UP chief minister Yogi Adityanath's call, which came in the same week, gave his reasons: 'Profits earned by foreign companies are being used to fund terrorism, Naxalism, religious conversion, and love jihad." The theory of 'love jihad' claims a planned effort by Muslim men to marry and convert Hindu women.
Prime Minister Narendra Modi used his monthly radio programme to say that true service to the nation lay in promoting indigenous goods. 'We must awaken the spirit of swadeshi,' he said in his 'Mann ki Baat' address, invoking Mahatma Gandhi.
The PM cited 'global economic uncertainties'.
India faces up to 50 per cent tariffs, the highest imposed by the US, as Trump insists it's because India has been buying oil from Russia which is at war against Ukraine.
With talks for a trade deal now in uncertain territory, India has diplomatically hit back at the 'unfair and unjustified' reasoning for the tariffs, saying that many countries, including the US, and the West in general, have been trading with Russia too.
Opposition parties have made mirthful remarks about Modi's equation with Trump having changed drastically.

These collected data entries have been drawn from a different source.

use std::path::PathBuf;
use thiserror::Error;

/// Failures setting up filesystem watching.
#[derive(Error, Debug)]
pub enum WatchError {
    #[error("watcher error: {0}")]
    Notify(#[from] notify::Error),

    #[error("none of the roots could be watched: {0:?}")]
    NoWatchableRoots(Vec<PathBuf>),
}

On the ground, from McDonald's and Coca-Cola to Amazon and Apple, the most obvious ones among US companies in India are facing boycott calls.
There were no immediate indications of sales being hit, Reuters reported.

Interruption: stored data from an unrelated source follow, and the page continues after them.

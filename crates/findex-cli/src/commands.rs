//! CLI command implementations.

use colored::Colorize;
use findex_core::Settings;
use findex_server::{Engine, IndexEvent, Rebuild, RpcServer, SearchOptions, Startup};
use indicatif::{ProgressBar, ProgressStyle};
use std::fs;
use std::path::PathBuf;
use std::time::{Duration, Instant};
use tokio::sync::broadcast::error::RecvError;
use tracing::debug;

type Result<T> = std::result::Result<T, Box<dyn std::error::Error>>;

/// Where settings and the index live.
#[derive(Debug, Clone, PartialEq, Eq)]
pub struct Paths {
    pub config: PathBuf,
    pub db: PathBuf,
}

impl Paths {
    /// Uses the given paths, falling back to the platform directories.
    pub fn resolve(config: Option<PathBuf>, db: Option<PathBuf>) -> Result<Self> {
        let config = match config {
            Some(path) => path,
            None => Settings::default_path().ok_or("could not determine the config directory")?,
        };
        let db = match db {
            Some(path) => path,
            None => dirs::data_dir()
                .ok_or("could not determine the data directory")?
                .join("findex")
                .join("index"),
        };
        Ok(Self { config, db })
    }
}

fn open_engine(paths: &Paths) -> Result<Engine> {
    debug!(
        "Settings at {}, index at {}",
        paths.config.display(),
        paths.db.display()
    );
    let settings = Settings::load(&paths.config)?;
    if let Some(parent) = paths.db.parent() {
        fs::create_dir_all(parent)?;
    }
    Ok(Engine::open(settings, &paths.db)?)
}

/// Write a default settings file.
pub fn init(paths: &Paths) -> Result<()> {
    if paths.config.exists() {
        println!(
            "{} Already initialized ({})",
            "✓".green(),
            paths.config.display()
        );
        return Ok(());
    }

    Settings::default().save(&paths.config)?;

    println!(
        "{} Wrote default settings to {}",
        "✓".green(),
        paths.config.display()
    );
    println!("  Edit {} to choose what gets indexed", "searchPaths".cyan());
    println!("  Run {} to build the index", "findex index".cyan());

    Ok(())
}

/// Crawl the search paths and rebuild the index.
pub async fn index(paths: &Paths) -> Result<()> {
    let engine = open_engine(paths)?;
    println!("{}", "Indexing...".cyan());

    let spinner = ProgressBar::new_spinner();
    spinner.set_style(ProgressStyle::default_spinner().template("{spinner:.cyan} {msg}")?);
    spinner.enable_steady_tick(Duration::from_millis(80));
    spinner.set_message("Scanning...");

    let mut events = engine.subscribe();
    let ticker = {
        let spinner = spinner.clone();
        tokio::spawn(async move {
            loop {
                match events.recv().await {
                    Ok(IndexEvent::Progress(progress)) => {
                        let place = progress.current_path.unwrap_or_default();
                        spinner.set_message(format!(
                            "{} entries  {}",
                            progress.files_processed,
                            place.dimmed()
                        ));
                    }
                    Ok(IndexEvent::Ready { .. }) | Err(RecvError::Closed) => break,
                    Err(RecvError::Lagged(_)) => continue,
                }
            }
        })
    };

    let start = Instant::now();
    let rebuild = engine.rebuild().await?;
    ticker.abort();
    spinner.finish_and_clear();

    let status = match rebuild {
        Rebuild::Completed(status) => status,
        Rebuild::AlreadyRunning(_) => {
            println!("{} Another index build is already running", "⚠".yellow());
            return Ok(());
        }
    };

    println!(
        "{} Indexed {} entries in {}ms",
        "✓".green(),
        status.count.to_string().cyan(),
        start.elapsed().as_millis()
    );

    if status.count == 0 {
        eprintln!("\n{} Nothing was indexed. Check:", "⚠ Warning:".yellow());
        eprintln!("  - searchPaths in {} exist", paths.config.display());
        eprintln!("  - They are not hidden or listed in excludePatterns");
    }

    Ok(())
}

/// Search for files and folders by name.
pub async fn search(paths: &Paths, query: &str, limit: Option<usize>, dirs: bool) -> Result<()> {
    let engine = open_engine(paths)?;
    let loaded = engine.load()?.is_some();

    let defaults = SearchOptions::from_settings(&engine.settings());
    let options = SearchOptions {
        limit: limit.unwrap_or(defaults.limit),
        directories_only: dirs || defaults.directories_only,
    };

    let hits = engine.search_with(query, options).await;
    engine.add_recent_search(query)?;

    if !loaded {
        println!(
            "{}",
            "No index yet; searched the disk directly. Run `findex index` for faster results."
                .dimmed()
        );
    }

    if hits.is_empty() {
        println!("No matches found for \"{}\"", query);
        return Ok(());
    }

    println!("Found {} matches:\n", hits.len());

    for hit in hits {
        let kind = if hit.is_directory { "dir " } else { "file" };
        println!("  {} {} {}", kind.yellow(), hit.name.cyan(), hit.path.dimmed());
    }

    Ok(())
}

/// Show index status.
pub fn status(paths: &Paths) -> Result<()> {
    let engine = open_engine(paths)?;
    engine.load()?;
    let status = engine.status();
    let settings = engine.settings();

    println!("{}", "📊 Findex Status".cyan().bold());
    println!();
    println!("  {} {}", "Entries:".dimmed(), status.count);
    println!(
        "  {} {}",
        "Ready:".dimmed(),
        if status.ready { "yes".green() } else { "no".red() }
    );
    match engine.last_indexed_at()? {
        Some(at) => println!(
            "  {} {}",
            "Last indexed:".dimmed(),
            at.format("%Y-%m-%d %H:%M:%S UTC")
        ),
        None => println!("  {} {}", "Last indexed:".dimmed(), "never".yellow()),
    }
    if status.ready && engine.is_stale()? {
        println!("  {} {}", "Stale:".dimmed(), "yes, run `findex index`".yellow());
    }

    println!();
    println!("{}", "📁 Search Paths".cyan().bold());
    for root in settings.resolved_roots()? {
        println!("  {}", root.display());
    }
    println!();
    println!("  {} {}", "Settings:".dimmed(), paths.config.display());
    println!("  {} {}", "Database:".dimmed(), paths.db.display());

    Ok(())
}

/// Keep the index up to date until Ctrl+C.
pub async fn watch(paths: &Paths) -> Result<()> {
    let engine = open_engine(paths)?;
    let mut settings = engine.settings();
    if !settings.watch {
        settings.watch = true;
        engine.reconfigure(settings).await?;
    }

    match engine.start()? {
        Startup::Loaded {
            count,
            refresh_scheduled,
        } => {
            println!("{} Loaded {} entries", "✓".green(), count);
            if refresh_scheduled {
                println!("  Index is stale; it will be refreshed in the background");
            }
        }
        Startup::Indexing => println!("{}", "No index yet, building one...".cyan()),
    }

    let mut events = engine.subscribe();
    let reporter = tokio::spawn(async move {
        loop {
            match events.recv().await {
                Ok(IndexEvent::Ready { count }) => {
                    println!("{} Index ready ({} entries)", "✓".green(), count);
                }
                Ok(IndexEvent::Progress(_)) | Err(RecvError::Lagged(_)) => continue,
                Err(RecvError::Closed) => break,
            }
        }
    });

    println!("  Press {} to stop", "Ctrl+C".cyan());
    tokio::signal::ctrl_c().await?;

    reporter.abort();
    engine.stop_listener();
    println!("{} Stopped", "✓".green());

    Ok(())
}

/// Serve JSON-RPC on stdio. Nothing but protocol frames goes to stdout.
pub async fn serve(paths: &Paths) -> Result<()> {
    let engine = open_engine(paths)?;
    engine.start()?;
    RpcServer::new(engine).run_stdio().await?;
    Ok(())
}

/// Show or clear recent searches.
pub fn recent(paths: &Paths, clear: bool) -> Result<()> {
    let engine = open_engine(paths)?;

    if clear {
        engine.clear_recent_searches()?;
        println!("{} Cleared recent searches", "✓".green());
        return Ok(());
    }

    let recent = engine.recent_searches()?;
    if recent.is_empty() {
        println!("No recent searches");
        return Ok(());
    }

    for (i, query) in recent.iter().enumerate() {
        println!("  {} {}", format!("{:>2}.", i + 1).dimmed(), query);
    }

    Ok(())
}
use crate::error::Result;
use crate::xml::{child_elements, parse_file, parse_str, root_element, text_of};
use serde::{Serialize, Serializer};
use std::fmt;
use std::path::{Path, PathBuf};

pub const INDEX_FILE: &str = "index.xml";

/// Doxygen compound 类型
#[derive(Debug, Clone, PartialEq, Eq, Hash)]
pub enum CompoundKind {
    Class,
    Struct,
    Union,
    Interface,
    Protocol,
    Category,
    Exception,
    Service,
    Singleton,
    Module,
    Type,
    File,
    Namespace,
    Group,
    Page,
    Example,
    Dir,
    Concept,
    /// 未知类型, 保留原始名字
    Other(String),
}

impl CompoundKind {
    pub const KNOWN: [CompoundKind; 18] = [
        CompoundKind::Class,
        CompoundKind::Struct,
        CompoundKind::Union,
        CompoundKind::Interface,
        CompoundKind::Protocol,
        CompoundKind::Category,
        CompoundKind::Exception,
        CompoundKind::Service,
        CompoundKind::Singleton,
        CompoundKind::Module,
        CompoundKind::Type,
        CompoundKind::File,
        CompoundKind::Namespace,
        CompoundKind::Group,
        CompoundKind::Page,
        CompoundKind::Example,
        CompoundKind::Dir,
        CompoundKind::Concept,
    ];

    pub fn from_name(name: &str) -> Self {
        Self::KNOWN
            .into_iter()
            .find(|k| k.as_str() == name)
            .unwrap_or_else(|| CompoundKind::Other(name.to_string()))
    }

    pub fn as_str(&self) -> &str {
        match self {
            CompoundKind::Class => "class",
            CompoundKind::Struct => "struct",
            CompoundKind::Union => "union",
            CompoundKind::Interface => "interface",
            CompoundKind::Protocol => "protocol",
            CompoundKind::Category => "category",
            CompoundKind::Exception => "exception",
            CompoundKind::Service => "service",
            CompoundKind::Singleton => "singleton",
            CompoundKind::Module => "module",
            CompoundKind::Type => "type",
            CompoundKind::File => "file",
            CompoundKind::Namespace => "namespace",
            CompoundKind::Group => "group",
            CompoundKind::Page => "page",
            CompoundKind::Example => "example",
            CompoundKind::Dir => "dir",
            CompoundKind::Concept => "concept",
            CompoundKind::Other(name) => name,
        }
    }

    pub fn is_known(&self) -> bool {
        !matches!(self, CompoundKind::Other(_))
    }
}

impl fmt::Display for CompoundKind {
    fn fmt(&self, f: &mut fmt::Formatter<'_>) -> fmt::Result {
        f.write_str(self.as_str())
    }
}

impl Serialize for CompoundKind {
    fn serialize<S: Serializer>(&self, serializer: S) -> std::result::Result<S::Ok, S::Error> {
        serializer.serialize_str(self.as_str())
    }
}

/// index.xml 中的成员引用
#[derive(Debug, Clone, Serialize)]
pub struct MemberRef {
    pub refid: String,
    pub kind: String,
    pub name: String,
}

/// index.xml 中的 compound 引用, 对应 `<refid>.xml`
#[derive(Debug, Clone, Serialize)]
pub struct CompoundRef {
    pub refid: String,
    pub kind: CompoundKind,
    pub name: String,
    pub members: Vec<MemberRef>,
}

impl CompoundRef {
    /// compound 文件路径
    pub fn file_in(&self, xml_dir: &Path) -> PathBuf {
        xml_dir.join(format!("{}.xml", self.refid))
    }
}

/// Doxygen XML 索引
#[derive(Debug, Clone, Serialize)]
pub struct DoxygenIndex {
    pub version: String,
    pub compounds: Vec<CompoundRef>,
}

impl DoxygenIndex {
    /// 读取 xml_dir/index.xml
    pub fn load(xml_dir: &Path) -> Result<Self> {
        let path = xml_dir.join(INDEX_FILE);
        let package = parse_file(&path)?;
        Self::from_package(&package, &path)
    }

    pub fn parse(text: &str) -> Result<Self> {
        let path = Path::new(INDEX_FILE);
        let package = parse_str(text, path)?;
        Self::from_package(&package, path)
    }

    fn from_package(package: &sxd_document::Package, path: &Path) -> Result<Self> {
        let doc = package.as_document();
        let root = root_element(&doc, "doxygenindex", path)?;

        let version = root.attribute_value("version").unwrap_or_default().to_string();
        let mut compounds = Vec::new();

        for compound in child_elements(root, "compound") {
            let Some(refid) = compound.attribute_value("refid") else {
                tracing::warn!("Skipping compound without refid in {}", path.display());
                continue;
            };

            let members = child_elements(compound, "member")
                .into_iter()
                .map(|m| MemberRef {
                    refid: m.attribute_value("refid").unwrap_or_default().to_string(),
                    kind: m.attribute_value("kind").unwrap_or_default().to_string(),
                    name: first_name(m),
                })
                .collect();

            compounds.push(CompoundRef {
                refid: refid.to_string(),
                kind: CompoundKind::from_name(compound.attribute_value("kind").unwrap_or_default()),
                name: first_name(compound),
                members,
            });
        }

        tracing::debug!("Index {} lists {} compounds", path.display(), compounds.len());
        Ok(Self { version, compounds })
    }

    pub fn len(&self) -> usize {
        self.compounds.len()
    }

    pub fn is_empty(&self) -> bool {
        self.compounds.is_empty()
    }
}

fn first_name(element: sxd_document::dom::Element<'_>) -> String {
    child_elements(element, "name")
        .into_iter()
        .next()
        .map(|n| text_of(n).trim().to_string())
        .unwrap_or_default()
}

But the chorus online, and some offline, to ditch American products has grown. The Swadeshi Jagran Manch — part of the same ideological conglomerate to which belongs India's ruling BJP — has taken out some rallies. It took out similar rallies against China and Turkey in the recent past.
US companies have deep roots in India, though. Domino's has more restaurants than any other brand in the country, and India is the biggest market by users for Meta's WhatsApp
It's on WhatsApp, in fact, that groups such as the Swadeshi Jagran Manch are circulating graphics that list Indian alternatives to foreign brands, from soaps to cold drinks to clothes.
Startup founders see this moment ripe for a pivot.
"India should have its own home-grown Twitter/Google/YouTube/WhatsApp/FB — like China has," said a post on LinkedIn by Rahm Shastry, CEO of DriveU, and Indian company that provides car drivers on call.
McDonald's, Coca-Cola, Amazon and Apple did not immediately respond to Reuters queries.
"We have proudly spent on brands that we don't own, while our own makers fight for attention in their own country," Manish Chowdhary, co-founder of Wow Skin Science, lamented on LinkedIn.
He annexed a video message, suggesting the Indians should learn from South Korea's ability to make its beauty products a global obsession.
Indian retail companies do give some foreign brands, like Starbucks, competition at home, but have struggled to go global, Reuters noted in its report. Indian IT services firms, however, have become deeply entrenched in the global economy, it added.
Amid this, Tesla, owned by Trump's ex-BFF Elon Musk, launched a second showroom in India, in New Delhi after Mumbai. Officials from India's commerce ministry and the US embassy were in attendance.
"People are now looking at Indian products. It will take some time to fructify," Ashwani Mahajan, co-convenor of the Swadeshi Jagran Manch, said to Reuters, 'This is a call for nationalism, patriotism.'
At a McDonald's in Lucknow, meanwhile, Rajat Gupta, 37, told Reuters that the ₹49 coffee he got there was value for money. "Tariffs are a matter of diplomacy and my McPuff (and) coffee should not be dragged into it," he said.